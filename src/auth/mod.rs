//! Client-side authentication: session store, startup bootstrap, route guard.
//!
//! ARCHITECTURE
//! ============
//! `store` owns the session and is the only writer. `bootstrap` reconciles
//! persisted tokens with the backend once per load. `guard` turns a session
//! snapshot into a render/redirect decision for protected views.

pub mod bootstrap;
pub mod error;
pub mod guard;
pub mod store;

#[cfg(test)]
mod test_support;

pub use bootstrap::{BootstrapOutcome, bootstrap};
pub use error::AuthError;
pub use guard::{GuardDecision, RouteAccess, decide};
pub use store::{BrowserSessionStore, SessionStore};
//! Request filter middleware.
//!
//! Runs the compiled filter once per request. An allowed request is passed to
//! `next` untouched; a denied one is answered with an empty 403 and `next` is
//! never called.

use std::net::SocketAddr;
use std::sync::Arc;

use arc_swap::ArcSwap;
use axum::{
    body::Body,
    extract::{ConnectInfo, State},
    http::Request,
    middleware::Next,
    response::Response,
};

use crate::config::FilterConfig;
use crate::filter::{DecisionContext, FilterResult, HeaderBlock, Verdict};
use crate::http::response::forbidden;
use crate::observability::metrics;

/// Shared handle to the live filter. Cloning shares the same filter.
#[derive(Clone)]
pub struct FilterState {
    filter: Arc<ArcSwap<HeaderBlock>>,
}

impl FilterState {
    pub fn new(filter: HeaderBlock) -> Self {
        Self {
            filter: Arc::new(ArcSwap::from_pointee(filter)),
        }
    }

    /// Snapshot of the filter in effect right now.
    pub fn current(&self) -> Arc<HeaderBlock> {
        self.filter.load_full()
    }

    /// Compile `config` and swap it in. On error the running filter stays.
    pub fn reload(&self, config: &FilterConfig) -> FilterResult<()> {
        match HeaderBlock::new(config) {
            Ok(filter) => {
                tracing::info!(
                    block_rules = filter.block_rules().len(),
                    whitelist_rules = filter.whitelist_rules().len(),
                    allowed_networks = filter.allowlist().len(),
                    "Filter reloaded"
                );
                self.filter.store(Arc::new(filter));
                metrics::record_reload(true);
                Ok(())
            }
            Err(e) => {
                tracing::error!(error = %e, "Filter reload rejected, keeping current filter");
                metrics::record_reload(false);
                Err(e)
            }
        }
    }
}

/// Middleware entry point for `axum::middleware::from_fn_with_state`.
///
/// The client address comes from `ConnectInfo<SocketAddr>`; without it the
/// client is unknown and an allowlist rejects the request.
pub async fn header_block_middleware(
    State(state): State<FilterState>,
    request: Request<Body>,
    next: Next,
) -> Response {
    let verdict = {
        let filter = state.filter.load();
        let client = request
            .extensions()
            .get::<ConnectInfo<SocketAddr>>()
            .map(|ConnectInfo(addr)| addr.ip());
        let target = request.uri().to_string();

        filter.evaluate(&DecisionContext {
            client,
            headers: request.headers(),
            target: &target,
        })
    };

    metrics::record_decision(&verdict);

    match verdict {
        Verdict::Allow => next.run(request).await,
        Verdict::Deny(_) => forbidden(),
    }
}
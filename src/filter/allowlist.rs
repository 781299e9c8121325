//! Client IP allowlist.
//!
//! # Responsibilities
//! - Parse `allowedIPs` entries (CIDR, bare IP, comma-separated mixes)
//! - Normalize bare addresses to single-host networks
//! - Store IPv4-mapped entries as plain IPv4 networks
//! - Answer whether a client address is inside any configured network
//!
//! # Design Decisions
//! - Invalid entries are skipped, never fatal
//! - Empty allowlist disables the check
//! - Unknown client address matches nothing (fail closed)

use std::net::IpAddr;
use std::str::FromStr;

use ipnet::{IpNet, Ipv4Net};

use crate::filter::log::DecisionLog;

/// A set of allowed client networks.
#[derive(Debug, Clone, Default)]
pub struct Allowlist {
    networks: Vec<IpNet>,
}

impl Allowlist {
    pub fn new(networks: Vec<IpNet>) -> Self {
        Self { networks }
    }

    /// Parse raw `allowedIPs` strings, skipping entries that are neither a
    /// CIDR nor an address.
    pub fn parse<S: AsRef<str>>(raw: &[S], log: Option<&dyn DecisionLog>) -> Self {
        let mut networks = Vec::new();

        for line in raw {
            for part in line.as_ref().split(',') {
                let entry = part.trim();
                if entry.is_empty() {
                    continue;
                }

                match parse_network(entry) {
                    Some(net) => networks.push(net),
                    None => {
                        crate::observability::metrics::record_invalid_allowlist_entry();
                        if let Some(log) = log {
                            log.invalid_allowlist_entry(entry);
                        }
                    }
                }
            }
        }

        Self { networks }
    }

    /// True when the client may proceed. Always true when no networks are
    /// configured.
    pub fn is_allowed(&self, client: Option<IpAddr>) -> bool {
        if self.networks.is_empty() {
            return true;
        }
        self.contains(client)
    }

    /// True when some configured network contains the client.
    pub fn contains(&self, client: Option<IpAddr>) -> bool {
        let Some(ip) = client.map(|ip| ip.to_canonical()) else {
            return false;
        };
        self.networks.iter().any(|net| net.contains(&ip))
    }

    pub fn networks(&self) -> &[IpNet] {
        &self.networks
    }

    pub fn len(&self) -> usize {
        self.networks.len()
    }

    pub fn is_empty(&self) -> bool {
        self.networks.is_empty()
    }
}

/// Parse one entry as a CIDR, falling back to a bare address widened to a
/// /32 or /128 network.
pub fn parse_network(entry: &str) -> Option<IpNet> {
    let net = match IpNet::from_str(entry) {
        Ok(net) => net,
        Err(_) => IpNet::from(IpAddr::from_str(entry).ok()?),
    };
    Some(unmap_network(net))
}

/// `::ffff:a.b.c.d/n` with `n >= 96` becomes `a.b.c.d/(n - 96)`, so it
/// compares against canonicalized clients.
fn unmap_network(net: IpNet) -> IpNet {
    let IpNet::V6(v6) = net else {
        return net;
    };
    if v6.prefix_len() < 96 {
        return net;
    }
    v6.addr()
        .to_ipv4_mapped()
        .and_then(|v4| Ipv4Net::new(v4, v6.prefix_len() - 96).ok())
        .map_or(net, IpNet::V4)
}

/// Extract the client address from a connection-level remote address.
///
/// A `host:port` or `[v6]:port` value has its port stripped; anything else
/// is parsed whole. Returns `None` when no address can be read.
#[cfg(test)]
pub(crate) fn client_ip_from_remote(remote: &str) -> Option<IpAddr> {
    let host = split_host(remote).unwrap_or(remote);
    IpAddr::from_str(host).ok()
}

#[cfg(test)]
fn split_host(remote: &str) -> Option<&str> {
    if let Some(rest) = remote.strip_prefix('[') {
        let (host, tail) = rest.split_once(']')?;
        return tail.starts_with(':').then_some(host);
    }

    let (host, port) = remote.split_once(':')?;
    // More than one colon without brackets is a bare IPv6 address.
    if port.contains(':') {
        return None;
    }
    Some(host)
}

#[cfg(test)]
mod tests {
    use super::*;
    use crate::filter::log::testing::RecordingLog;

    fn ip(s: &str) -> Option<IpAddr> {
        Some(s.parse().unwrap())
    }

    #[test]
    fn test_empty_allowlist_allows_everything() {
        let list = Allowlist::default();
        assert!(list.is_allowed(ip("203.0.113.9")));
        assert!(list.is_allowed(ip("::1")));
        assert!(list.is_allowed(None));
        assert!(list.is_allowed(client_ip_from_remote("not an address")));
    }

    #[test]
    fn test_bare_addresses_normalize_to_host_networks() {
        let v4 = parse_network("192.168.1.10").unwrap();
        assert_eq!(v4.prefix_len(), 32);
        assert!(v4.contains(&"192.168.1.10".parse::<IpAddr>().unwrap()));
        assert!(!v4.contains(&"192.168.1.11".parse::<IpAddr>().unwrap()));

        let v6 = parse_network("2001:db8::1").unwrap();
        assert_eq!(v6.prefix_len(), 128);
        assert!(v6.contains(&"2001:db8::1".parse::<IpAddr>().unwrap()));
    }

    #[test]
    fn test_comma_separated_entries() {
        let list = Allowlist::parse(&["10.0.0.0/8, 192.168.1.10", " ,2001:db8::/32"], None);
        assert_eq!(list.len(), 3);

        assert!(list.is_allowed(ip("10.200.3.4")));
        assert!(list.is_allowed(ip("192.168.1.10")));
        assert!(list.is_allowed(ip("2001:db8:ffff::2")));
        assert!(!list.is_allowed(ip("192.168.1.11")));
    }

    #[test]
    fn test_invalid_entries_are_skipped_and_logged() {
        let log = RecordingLog::default();
        let list = Allowlist::parse(&["10.0.0.0/8, bogus", "300.1.1.1", "10.0.0.0/40"], Some(&log));

        assert_eq!(list.len(), 1);
        assert_eq!(
            log.lines(),
            vec!["invalid bogus", "invalid 300.1.1.1", "invalid 10.0.0.0/40"]
        );
    }

    #[test]
    fn test_unknown_client_fails_closed() {
        let list = Allowlist::parse(&["0.0.0.0/0"], None);
        assert!(!list.is_allowed(None));
        assert!(list.is_allowed(ip("8.8.8.8")));
    }

    #[test]
    fn test_ipv4_mapped_client_matches_ipv4_network() {
        let list = Allowlist::parse(&["10.0.0.0/8"], None);
        assert!(list.is_allowed(ip("::ffff:10.1.1.1")));
    }

    #[test]
    fn test_ipv4_mapped_entries_match_ipv4_clients() {
        let bare = parse_network("::ffff:10.1.1.1").unwrap();
        assert_eq!(bare, "10.1.1.1/32".parse::<IpNet>().unwrap());

        let cidr = parse_network("::ffff:10.0.0.0/104").unwrap();
        assert_eq!(cidr, "10.0.0.0/8".parse::<IpNet>().unwrap());

        let list = Allowlist::parse(&["::ffff:10.1.1.1, ::ffff:192.168.0.0/112"], None);
        assert!(list.is_allowed(ip("10.1.1.1")));
        assert!(list.is_allowed(ip("::ffff:10.1.1.1")));
        assert!(list.is_allowed(ip("192.168.7.7")));
        assert!(!list.is_allowed(ip("10.1.1.2")));

        // Too short a prefix to describe an IPv4 range: left as IPv6.
        assert!(parse_network("::ffff:0.0.0.0/80").unwrap().addr().is_ipv6());
    }

    #[test]
    fn test_client_ip_from_remote() {
        assert_eq!(client_ip_from_remote("10.1.1.1:1234"), ip("10.1.1.1"));
        assert_eq!(client_ip_from_remote("10.1.1.1"), ip("10.1.1.1"));
        assert_eq!(client_ip_from_remote("[2001:db8::1]:443"), ip("2001:db8::1"));
        assert_eq!(client_ip_from_remote("2001:db8::1"), ip("2001:db8::1"));
        assert_eq!(client_ip_from_remote("[2001:db8::1]"), None);
        assert_eq!(client_ip_from_remote("example.com:80"), None);
        assert_eq!(client_ip_from_remote(""), None);
    }
}
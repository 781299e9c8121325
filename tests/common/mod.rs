//! Shared utilities for integration testing.

use std::net::SocketAddr;
use std::time::Duration;

use tokio::io::{AsyncReadExt, AsyncWriteExt};
use tokio::net::TcpListener;
use tokio::sync::{broadcast, mpsc};

use headerblock::config::GatewayConfig;
use headerblock::http::HttpServer;
use headerblock::lifecycle::Shutdown;

/// Start a mock backend on an ephemeral port that answers every request
/// with a fixed 200 response.
pub async fn start_mock_backend(response: &'static str) -> SocketAddr {
    let listener = TcpListener::bind("127.0.0.1:0").await.unwrap();
    let addr = listener.local_addr().unwrap();

    tokio::spawn(async move {
        loop {
            match listener.accept().await {
                Ok((mut socket, _)) => {
                    tokio::spawn(async move {
                        let mut buf = [0u8; 4096];
                        let _ = socket.read(&mut buf).await;
                        let response_str = format!(
                            "HTTP/1.1 200 OK\r\nContent-Length: {}\r\nConnection: close\r\n\r\n{}",
                            response.len(),
                            response
                        );
                        let _ = socket.write_all(response_str.as_bytes()).await;
                        let _ = socket.shutdown().await;
                    });
                }
                Err(_) => break,
            }
        }
    });

    addr
}

/// A running gateway. Dropping it does not stop the server; call `stop`.
pub struct Gateway {
    pub addr: SocketAddr,
    pub updates: mpsc::UnboundedSender<GatewayConfig>,
    shutdown: Shutdown,
}

impl Gateway {
    pub fn url(&self, path: &str) -> String {
        format!("http://{}{}", self.addr, path)
    }

    pub fn stop(&self) {
        self.shutdown.trigger();
    }
}

/// Start the gateway on an ephemeral port in front of `config.upstream`.
pub async fn start_gateway(config: GatewayConfig) -> Gateway {
    let server = HttpServer::new(config).unwrap();
    let listener = TcpListener::bind("127.0.0.1:0").await.unwrap();
    let addr = listener.local_addr().unwrap();

    let shutdown = Shutdown::new();
    let server_shutdown: broadcast::Receiver<()> = shutdown.subscribe();
    let (updates, config_updates) = mpsc::unbounded_channel();

    tokio::spawn(async move {
        let _ = server.run(listener, config_updates, server_shutdown).await;
    });

    // Wait for server to start
    tokio::time::sleep(Duration::from_millis(100)).await;

    Gateway {
        addr,
        updates,
        shutdown,
    }
}
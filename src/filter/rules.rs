//! Header rule compilation.
//!
//! # Responsibilities
//! - Compile `{header, env}` pattern pairs into regex-backed rules
//! - Treat empty pattern strings as absent
//! - Reject malformed patterns at construction time
//!
//! # Design Decisions
//! - Compiled once, immutable afterwards, shared across requests
//! - Configuration order is preserved
//! - An absent pattern matches nothing; callers decide what absence means

use regex::Regex;

use crate::config::HeaderConfig;
use crate::filter::error::{FilterError, FilterResult, PatternField, RuleList};

/// A compiled header rule.
#[derive(Debug, Clone, Default)]
pub struct Rule {
    name: Option<Regex>,
    value: Option<Regex>,
}

impl Rule {
    /// Build a rule from already compiled patterns.
    pub fn new(name: Option<Regex>, value: Option<Regex>) -> Self {
        Self { name, value }
    }

    pub fn name_pattern(&self) -> Option<&Regex> {
        self.name.as_ref()
    }

    pub fn value_pattern(&self) -> Option<&Regex> {
        self.value.as_ref()
    }

    /// True when the rule has a name pattern and it matches `name`.
    pub fn name_matches(&self, name: &str) -> bool {
        self.name.as_ref().is_some_and(|re| re.is_match(name))
    }

    /// True when the rule has no name pattern, or its name pattern matches.
    pub(crate) fn name_applies(&self, name: &str) -> bool {
        self.name.as_ref().is_none_or(|re| re.is_match(name))
    }

    /// True when the rule has a value pattern and any of `values` matches it.
    pub fn any_value_matches<V: AsRef<str>>(&self, values: &[V]) -> bool {
        match &self.value {
            Some(re) => values.iter().any(|v| re.is_match(v.as_ref())),
            None => false,
        }
    }

    /// A rule with neither pattern never matches anything.
    pub fn is_empty(&self) -> bool {
        self.name.is_none() && self.value.is_none()
    }
}

/// An ordered, immutable list of rules.
#[derive(Debug, Clone, Default)]
pub struct RuleSet {
    rules: Vec<Rule>,
}

impl RuleSet {
    pub fn new(rules: Vec<Rule>) -> Self {
        Self { rules }
    }

    /// Compile raw configuration entries into a rule set.
    pub fn compile(list: RuleList, entries: &[HeaderConfig]) -> FilterResult<Self> {
        let mut rules = Vec::with_capacity(entries.len());

        for (index, entry) in entries.iter().enumerate() {
            let name = compile_pattern(list, index, PatternField::Name, &entry.name)?;
            let value = compile_pattern(list, index, PatternField::Value, &entry.value)?;
            rules.push(Rule { name, value });
        }

        Ok(Self { rules })
    }

    pub fn iter(&self) -> std::slice::Iter<'_, Rule> {
        self.rules.iter()
    }

    pub fn len(&self) -> usize {
        self.rules.len()
    }

    pub fn is_empty(&self) -> bool {
        self.rules.is_empty()
    }
}

impl<'a> IntoIterator for &'a RuleSet {
    type Item = &'a Rule;
    type IntoIter = std::slice::Iter<'a, Rule>;

    fn into_iter(self) -> Self::IntoIter {
        self.rules.iter()
    }
}

fn compile_pattern(
    list: RuleList,
    index: usize,
    field: PatternField,
    pattern: &str,
) -> FilterResult<Option<Regex>> {
    if pattern.is_empty() {
        return Ok(None);
    }

    Regex::new(pattern)
        .map(Some)
        .map_err(|source| FilterError::InvalidPattern {
            list,
            index,
            field,
            pattern: pattern.to_string(),
            source,
        })
}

----------------

> [YOUR ASSIGNMENT] Could you retype exactly the lines from the first one of the records through the line containing "owns the session", both included, and nothing more?

> [TASK RESPONSE]
filename src/auth/mod.rs
//! Client-side authentication: session store, startup bootstrap, route guard.
//!
//! ARCHITECTURE
//! ============
//! `store` owns the session and is the only writer. `bootstrap` reconciles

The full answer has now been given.